Records from a dataset
────────────────

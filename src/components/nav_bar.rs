//! Navigation Bar Component
//!
//! Page links rendered as plain anchors; every page is its own document.

use leptos::prelude::*;
use visibility_core::Route;

use crate::components::Modal;

fn links() -> [(&'static str, Route); 2] {
    [("Dashboard", Route::Dashboard), ("Queries", Route::Queries)]
}

/// Top bar with the page links, a "New query" shortcut and the log viewer
#[component]
pub fn NavBar(current: Route) -> impl IntoView {
    let logs_open = RwSignal::new(false);
    let (log_lines, set_log_lines) = signal(Vec::<String>::new());

    let show_logs = move |_| {
        set_log_lines.set(console_logger::recent_lines());
        logs_open.set(true);
    };

    view! {
        <nav class="nav-bar">
            <span class="nav-title">"AI Visibility"</span>
            <div class="nav-links">
                {links().into_iter().map(|(label, route)| {
                    let class = if route == current { "nav-link active" } else { "nav-link" };
                    view! { <a class=class href=route.href()>{label}</a> }
                }).collect_view()}
            </div>
            <button class="btn" on:click=show_logs>"Logs"</button>
            <a class="btn primary" href=Route::NewQuery.href()>"+ New query"</a>
        </nav>
        <Modal title="Recent log" open=logs_open>
            <Show
                when=move || log_lines.with(|lines| !lines.is_empty())
                fallback=|| view! { <p class="empty-state">"Nothing logged yet."</p> }
            >
                <pre class="log-view">{move || log_lines.get().join("\n")}</pre>
            </Show>
        </Modal>
    }
}
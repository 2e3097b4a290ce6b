//! Tracking Results
//!
//! Outcomes of asking a model one question for one keyword.

use chrono::{DateTime, Utc};
use serde::{Deserialize, Serialize};

use super::{null_as_default, QueryId};
use crate::timestamp;

/// One stored tracking result (`GET /api/queries/{id}/results`)
#[derive(Debug, Clone, PartialEq, Default, Serialize, Deserialize)]
pub struct TrackingResult {
    #[serde(default)]
    pub query_id: Option<QueryId>,
    #[serde(default, deserialize_with = "null_as_default")]
    pub question_text: String,
    #[serde(default, deserialize_with = "null_as_default")]
    pub keyword: String,
    #[serde(default, deserialize_with = "null_as_default")]
    pub model_id: String,
    /// Question with `{keyword}` substituted, as actually sent to the model
    #[serde(default)]
    pub prompt_text: Option<String>,
    #[serde(default)]
    pub language: Option<String>,
    #[serde(default)]
    pub tracked_at: Option<String>,
    #[serde(default)]
    pub position: Option<f64>,
    #[serde(default)]
    pub visibility: Option<f64>,
    #[serde(default, deserialize_with = "null_as_default")]
    pub sources: Vec<String>,
    #[serde(default, deserialize_with = "null_as_default")]
    pub response_text: String,
}

impl TrackingResult {
    /// Parsed `tracked_at`; `None` when absent or in no format we recognise
    pub fn tracked_at(&self) -> Option<DateTime<Utc>> {
        self.tracked_at.as_deref().and_then(timestamp::parse)
    }
}

/// Per-cell outcome reported by `POST /api/queries/{id}/track`
#[derive(Debug, Clone, PartialEq, Default, Serialize, Deserialize)]
pub struct TrackOutcome {
    #[serde(default)]
    pub keyword: String,
    #[serde(default)]
    pub model: String,
    #[serde(default)]
    pub question: String,
    #[serde(default)]
    pub position: Option<f64>,
    #[serde(default)]
    pub visibility: Option<f64>,
    #[serde(default)]
    pub success: bool,
    #[serde(default)]
    pub error: Option<String>,
}

#[derive(Debug, Clone, PartialEq, Default, Serialize, Deserialize)]
pub struct TrackReport {
    #[serde(default)]
    pub message: Option<String>,
    #[serde(default, deserialize_with = "null_as_default")]
    pub results: Vec<TrackOutcome>,
}

impl TrackReport {
    pub fn failures(&self) -> usize {
        self.results.iter().filter(|r| !r.success).count()
    }
}

#[cfg(test)]
mod tests {
    use super::*;

    #[test]
    fn test_result_with_null_metrics() {
        let json = r#"{
            "question_text": "Best CRM for {keyword}?",
            "keyword": "acme",
            "model_id": "deepseek-chat",
            "tracked_at": "Tue, 02 Jan 2024 10:00:00 GMT",
            "position": null,
            "visibility": null,
            "sources": null,
            "response_text": "No mention."
        }"#;
        let result: TrackingResult = serde_json::from_str(json).unwrap();
        assert_eq!(result.position, None);
        assert_eq!(result.visibility, None);
        assert!(result.sources.is_empty());
        assert!(result.tracked_at().is_some());
    }

    #[test]
    fn test_track_report_counts_failures() {
        let json = r#"{"message": "Tracking completado", "results": [
            {"keyword": "a", "model": "m", "question": "q", "success": true, "position": 1, "visibility": 20},
            {"keyword": "a", "model": "n", "question": "q", "success": false, "error": "timeout"}
        ]}"#;
        let report: TrackReport = serde_json::from_str(json).unwrap();
        assert_eq!(report.results.len(), 2);
        assert_eq!(report.failures(), 1);
    }
}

────────────────

Only lines that include "unwrap" are counted here. Give their number for the records above and add nothing.

_Solution to the exercise_. 2